EXERCISE — Go through the data underneath and copy every line exactly.

(SOURCE MATERIAL Opens)

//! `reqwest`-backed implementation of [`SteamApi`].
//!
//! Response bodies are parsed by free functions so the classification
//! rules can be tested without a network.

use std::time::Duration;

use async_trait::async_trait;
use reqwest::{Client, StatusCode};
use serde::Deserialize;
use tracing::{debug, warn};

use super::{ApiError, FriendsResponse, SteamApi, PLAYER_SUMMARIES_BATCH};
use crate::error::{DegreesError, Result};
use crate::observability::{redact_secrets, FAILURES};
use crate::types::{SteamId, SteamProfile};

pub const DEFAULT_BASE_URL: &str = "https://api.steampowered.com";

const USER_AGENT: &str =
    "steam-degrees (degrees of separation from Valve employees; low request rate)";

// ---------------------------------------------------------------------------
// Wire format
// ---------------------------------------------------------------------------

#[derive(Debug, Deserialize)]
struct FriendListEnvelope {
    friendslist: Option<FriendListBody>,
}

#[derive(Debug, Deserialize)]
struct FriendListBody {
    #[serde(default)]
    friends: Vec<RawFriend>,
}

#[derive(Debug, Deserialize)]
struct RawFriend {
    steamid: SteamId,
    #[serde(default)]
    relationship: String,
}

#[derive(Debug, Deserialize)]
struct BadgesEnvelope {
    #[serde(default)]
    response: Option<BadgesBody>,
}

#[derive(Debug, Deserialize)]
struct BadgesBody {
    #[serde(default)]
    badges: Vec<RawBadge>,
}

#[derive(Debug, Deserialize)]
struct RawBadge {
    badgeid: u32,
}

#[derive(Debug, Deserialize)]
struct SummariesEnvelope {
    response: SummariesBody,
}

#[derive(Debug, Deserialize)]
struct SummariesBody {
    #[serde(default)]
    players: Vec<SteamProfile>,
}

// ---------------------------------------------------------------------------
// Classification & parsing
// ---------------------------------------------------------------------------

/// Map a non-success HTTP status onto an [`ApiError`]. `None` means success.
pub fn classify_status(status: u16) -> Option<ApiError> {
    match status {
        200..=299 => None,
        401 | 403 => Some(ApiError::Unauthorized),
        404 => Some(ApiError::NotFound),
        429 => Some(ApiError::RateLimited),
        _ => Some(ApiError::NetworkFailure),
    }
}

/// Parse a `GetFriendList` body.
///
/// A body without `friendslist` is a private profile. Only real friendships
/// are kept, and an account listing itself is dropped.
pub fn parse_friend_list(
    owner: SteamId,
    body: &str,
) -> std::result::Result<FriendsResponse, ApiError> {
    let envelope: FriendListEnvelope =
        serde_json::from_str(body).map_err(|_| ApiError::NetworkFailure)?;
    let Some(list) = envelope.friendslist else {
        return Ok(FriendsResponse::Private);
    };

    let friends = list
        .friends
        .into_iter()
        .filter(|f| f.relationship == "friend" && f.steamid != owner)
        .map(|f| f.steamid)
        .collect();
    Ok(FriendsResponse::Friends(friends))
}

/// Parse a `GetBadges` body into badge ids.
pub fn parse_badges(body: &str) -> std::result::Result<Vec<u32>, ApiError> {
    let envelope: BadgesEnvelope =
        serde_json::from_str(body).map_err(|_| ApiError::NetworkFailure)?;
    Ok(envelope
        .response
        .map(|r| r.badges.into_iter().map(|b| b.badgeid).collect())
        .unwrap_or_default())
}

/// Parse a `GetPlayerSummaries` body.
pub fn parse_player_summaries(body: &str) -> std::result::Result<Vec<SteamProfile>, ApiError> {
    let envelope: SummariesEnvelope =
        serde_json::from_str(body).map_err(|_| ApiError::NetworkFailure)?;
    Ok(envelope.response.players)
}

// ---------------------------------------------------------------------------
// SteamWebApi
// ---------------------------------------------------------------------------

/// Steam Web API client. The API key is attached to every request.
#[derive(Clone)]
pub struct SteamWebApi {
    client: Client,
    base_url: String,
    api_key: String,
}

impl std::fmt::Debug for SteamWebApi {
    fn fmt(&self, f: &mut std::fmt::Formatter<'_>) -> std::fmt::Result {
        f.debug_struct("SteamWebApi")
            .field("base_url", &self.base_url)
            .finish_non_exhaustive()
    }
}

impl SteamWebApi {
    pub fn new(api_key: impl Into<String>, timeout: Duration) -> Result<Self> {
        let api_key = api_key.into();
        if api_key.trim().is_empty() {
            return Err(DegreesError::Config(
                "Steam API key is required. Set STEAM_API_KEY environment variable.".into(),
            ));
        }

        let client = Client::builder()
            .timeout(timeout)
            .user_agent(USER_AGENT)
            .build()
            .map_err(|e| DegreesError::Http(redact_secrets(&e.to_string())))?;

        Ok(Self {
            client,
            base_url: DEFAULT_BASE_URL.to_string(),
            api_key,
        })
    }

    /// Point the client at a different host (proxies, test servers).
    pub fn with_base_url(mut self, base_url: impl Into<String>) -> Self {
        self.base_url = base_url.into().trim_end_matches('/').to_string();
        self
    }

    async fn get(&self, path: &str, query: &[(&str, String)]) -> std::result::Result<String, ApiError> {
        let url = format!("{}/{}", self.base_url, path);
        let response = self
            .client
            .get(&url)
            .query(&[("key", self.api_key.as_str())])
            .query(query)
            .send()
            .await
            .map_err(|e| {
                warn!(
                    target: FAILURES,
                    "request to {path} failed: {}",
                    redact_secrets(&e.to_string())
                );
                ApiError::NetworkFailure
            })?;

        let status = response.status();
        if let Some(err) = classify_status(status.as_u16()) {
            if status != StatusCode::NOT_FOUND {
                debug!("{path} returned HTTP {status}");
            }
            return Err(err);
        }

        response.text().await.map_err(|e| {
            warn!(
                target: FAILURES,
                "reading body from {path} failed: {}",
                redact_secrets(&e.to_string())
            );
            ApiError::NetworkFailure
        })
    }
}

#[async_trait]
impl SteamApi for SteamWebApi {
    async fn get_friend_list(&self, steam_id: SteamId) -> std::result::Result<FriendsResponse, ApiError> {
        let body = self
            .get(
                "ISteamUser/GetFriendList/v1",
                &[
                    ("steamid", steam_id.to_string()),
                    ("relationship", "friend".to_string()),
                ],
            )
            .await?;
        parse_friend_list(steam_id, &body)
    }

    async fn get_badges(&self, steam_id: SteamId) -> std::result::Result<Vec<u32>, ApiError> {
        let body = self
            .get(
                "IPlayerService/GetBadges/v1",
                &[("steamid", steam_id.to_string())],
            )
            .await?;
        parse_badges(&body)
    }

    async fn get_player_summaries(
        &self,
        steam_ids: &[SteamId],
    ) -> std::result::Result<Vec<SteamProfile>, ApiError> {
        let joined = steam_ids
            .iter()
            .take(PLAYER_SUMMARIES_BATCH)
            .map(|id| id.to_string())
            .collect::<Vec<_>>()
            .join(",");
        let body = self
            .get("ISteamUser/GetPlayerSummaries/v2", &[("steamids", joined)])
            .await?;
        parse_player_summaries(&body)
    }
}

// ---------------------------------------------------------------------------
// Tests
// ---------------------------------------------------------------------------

(SOURCE MATERIAL Closes)

SOLUTION —
//! `reqwest`-backed implementation of [`SteamApi`].
//!
//! Response bodies are parsed by free functions so the classification
//! rules can be tested without a network.

use std::time::Duration;

use async_trait::async_trait;
use reqwest::{Client, StatusCode};
use serde::Deserialize;
use tracing::{debug, warn};

use super::{ApiError, FriendsResponse, SteamApi, PLAYER_SUMMARIES_BATCH};
use crate::error::{DegreesError, Result};
use crate::observability::{redact_secrets, FAILURES};
use crate::types::{SteamId, SteamProfile};

pub const DEFAULT_BASE_URL: &str = "https://api.steampowered.com";

const USER_AGENT: &str =
    "steam-degrees (degrees of separation from Valve employees; low request rate)";

// ---------------------------------------------------------------------------
// Wire format
// ---------------------------------------------------------------------------

#[derive(Debug, Deserialize)]
struct FriendListEnvelope {
    friendslist: Option<FriendListBody>,
}

#[derive(Debug, Deserialize)]
struct FriendListBody {
    #[serde(default)]
    friends: Vec<RawFriend>,
}

#[derive(Debug, Deserialize)]
struct RawFriend {
    steamid: SteamId,
    #[serde(default)]
    relationship: String,
}

#[derive(Debug, Deserialize)]
struct BadgesEnvelope {
    #[serde(default)]
    response: Option<BadgesBody>,
}

#[derive(Debug, Deserialize)]
struct BadgesBody {
    #[serde(default)]
    badges: Vec<RawBadge>,
}

#[derive(Debug, Deserialize)]
struct RawBadge {
    badgeid: u32,
}

#[derive(Debug, Deserialize)]
struct SummariesEnvelope {
    response: SummariesBody,
}

#[derive(Debug, Deserialize)]
struct SummariesBody {
    #[serde(default)]
    players: Vec<SteamProfile>,
}

// ---------------------------------------------------------------------------
// Classification & parsing
// ---------------------------------------------------------------------------

/// Map a non-success HTTP status onto an [`ApiError`]. `None` means success.
pub fn classify_status(status: u16) -> Option<ApiError> {
    match status {
        200..=299 => None,
        401 | 403 => Some(ApiError::Unauthorized),
        404 => Some(ApiError::NotFound),
        429 => Some(ApiError::RateLimited),
        _ => Some(ApiError::NetworkFailure),
    }
}

/// Parse a `GetFriendList` body.
///
/// A body without `friendslist` is a private profile. Only real friendships
/// are kept, and an account listing itself is dropped.
pub fn parse_friend_list(
    owner: SteamId,
    body: &str,
) -> std::result::Result<FriendsResponse, ApiError> {
    let envelope: FriendListEnvelope =
        serde_json::from_str(body).map_err(|_| ApiError::NetworkFailure)?;
    let Some(list) = envelope.friendslist else {
        return Ok(FriendsResponse::Private);
    };

    let friends = list
        .friends
        .into_iter()
        .filter(|f| f.relationship == "friend" && f.steamid != owner)
        .map(|f| f.steamid)
        .collect();
    Ok(FriendsResponse::Friends(friends))
}

/// Parse a `GetBadges` body into badge ids.
pub fn parse_badges(body: &str) -> std::result::Result<Vec<u32>, ApiError> {
    let envelope: BadgesEnvelope =
        serde_json::from_str(body).map_err(|_| ApiError::NetworkFailure)?;
    Ok(envelope
        .response
        .map(|r| r.badges.into_iter().map(|b| b.badgeid).collect())
        .unwrap_or_default())
}

/// Parse a `GetPlayerSummaries` body.
pub fn parse_player_summaries(body: &str) -> std::result::Result<Vec<SteamProfile>, ApiError> {
    let envelope: SummariesEnvelope =
        serde_json::from_str(body).map_err(|_| ApiError::NetworkFailure)?;
    Ok(envelope.response.players)
}

// ---------------------------------------------------------------------------
// SteamWebApi
// ---------------------------------------------------------------------------

/// Steam Web API client. The API key is attached to every request.
#[derive(Clone)]
pub struct SteamWebApi {
    client: Client,
    base_url: String,
    api_key: String,
}

impl std::fmt::Debug for SteamWebApi {
    fn fmt(&self, f: &mut std::fmt::Formatter<'_>) -> std::fmt::Result {
        f.debug_struct("SteamWebApi")
            .field("base_url", &self.base_url)
            .finish_non_exhaustive()
    }
}

impl SteamWebApi {
    pub fn new(api_key: impl Into<String>, timeout: Duration) -> Result<Self> {
        let api_key = api_key.into();
        if api_key.trim().is_empty() {
            return Err(DegreesError::Config(
                "Steam API key is required. Set STEAM_API_KEY environment variable.".into(),
            ));
        }

        let client = Client::builder()
            .timeout(timeout)
            .user_agent(USER_AGENT)
            .build()
            .map_err(|e| DegreesError::Http(redact_secrets(&e.to_string())))?;

        Ok(Self {
            client,
            base_url: DEFAULT_BASE_URL.to_string(),
            api_key,
        })
    }

    /// Point the client at a different host (proxies, test servers).
    pub fn with_base_url(mut self, base_url: impl Into<String>) -> Self {
        self.base_url = base_url.into().trim_end_matches('/').to_string();
        self
    }

    async fn get(&self, path: &str, query: &[(&str, String)]) -> std::result::Result<String, ApiError> {
        let url = format!("{}/{}", self.base_url, path);
        let response = self
            .client
            .get(&url)
            .query(&[("key", self.api_key.as_str())])
            .query(query)
            .send()
            .await
            .map_err(|e| {
                warn!(
                    target: FAILURES,
                    "request to {path} failed: {}",
                    redact_secrets(&e.to_string())
                );
                ApiError::NetworkFailure
            })?;

        let status = response.status();
        if let Some(err) = classify_status(status.as_u16()) {
            if status != StatusCode::NOT_FOUND {
                debug!("{path} returned HTTP {status}");
            }
            return Err(err);
        }

        response.text().await.map_err(|e| {
            warn!(
                target: FAILURES,
                "reading body from {path} failed: {}",
                redact_secrets(&e.to_string())
            );
            ApiError::NetworkFailure
        })
    }
}

#[async_trait]
impl SteamApi for SteamWebApi {
    async fn get_friend_list(&self, steam_id: SteamId) -> std::result::Result<FriendsResponse, ApiError> {
        let body = self
            .get(
                "ISteamUser/GetFriendList/v1",
                &[
                    ("steamid", steam_id.to_string()),
                    ("relationship", "friend".to_string()),
                ],
            )
            .await?;
        parse_friend_list(steam_id, &body)
    }

    async fn get_badges(&self, steam_id: SteamId) -> std::result::Result<Vec<u32>, ApiError> {
        let body = self
            .get(
                "IPlayerService/GetBadges/v1",
                &[("steamid", steam_id.to_string())],
            )
            .await?;
        parse_badges(&body)
    }

    async fn get_player_summaries(
        &self,
        steam_ids: &[SteamId],
    ) -> std::result::Result<Vec<SteamProfile>, ApiError> {
        let joined = steam_ids
            .iter()
            .take(PLAYER_SUMMARIES_BATCH)
            .map(|id| id.to_string())
            .collect::<Vec<_>>()
            .join(",");
        let body = self
            .get("ISteamUser/GetPlayerSummaries/v2", &[("steamids", joined)])
            .await?;
        parse_player_summaries(&body)
    }
}

// ---------------------------------------------------------------------------
// Tests
// ---------------------------------------------------------------------------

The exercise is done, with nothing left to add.